Pre-assembly NGS correction of ONT reads achieves HiFi-level assembly quality.

Recently developed hybrid assemblies can achieve telomere-to-telomere (T2T) completeness of some chromosomes. However, such approaches involve sequencing a large volume of both Pacific Biosciences high-fidelity (HiFi) and Oxford Nanopore Technologies (ONT) sequencing reads. Along with this, third-generation sequencing techniques are rapidly advancing, increasing the available length and accuracy. To reduce the final cost of genome assembly, here we investigated the possibility of assembly from low-coverage samples and with only ONT corrected by next-generation sequencing (NGS) sequencing reads. We demonstrated that haploid ONT-based assembly approaches corrected by NGS can achieve performance metrics comparable to more expensive hybrid approaches based on HiFi sequencing. We investigated the assembly of different chromosomes and the low-coverage performance of state-of-the-art hybrid assembly tools, including Verkko and Hifiasm, as well as ONT-based assemblers such as Shasta and Flye.
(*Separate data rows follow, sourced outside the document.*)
pub mod agents;
pub mod events;
pub mod health;
pub mod jarvis;
pub mod qa;
pub mod snapshot;
use clap::Subcommand;

use crate::util::{api_request, exit_error, read_json_from_file};

#[derive(Subcommand)]
pub enum SnapshotCommands {
    /// Print the current snapshot
    Get,
    /// Replace the whole snapshot from a JSON file
    Replace {
        /// Snapshot JSON (use '-' for stdin)
        #[arg(long, short = 'f')]
        file: String,
    },
}

pub async fn run(api_url: &str, token: Option<&str>, raw: bool, command: SnapshotCommands) -> i32 {
    match command {
        SnapshotCommands::Get => {
            api_request(api_url, reqwest::Method::GET, "/snapshot", token, None, &[], raw).await
        }
        SnapshotCommands::Replace { file } => {
            let body = match read_json_from_file(&file) {
                Ok(v) => v,
                Err(e) => exit_error(&e, Some("Provide a snapshot JSON file or use '-' for stdin")),
            };
            api_request(
                api_url,
                reqwest::Method::POST,
                "/snapshot/update",
                token,
                Some(body),
                &[],
                raw,
            )
            .await
        }
    }
}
We found that even with one-contig T2T assembly Verkko and Hifiasm still have numerous misassemblies within centromere. Therefore, we recommend using a combination of regular R9 or simplex R10 ONT reads and accurate NGS reads for assembly without aiming for T2T completeness. Additionally, we rigorously evaluated the performance of MGI, Illumina, and stLFR NGS technologies across various aspects of hybrid genome assembly, including pre-assembly correction, haplotype phasing, and polishing.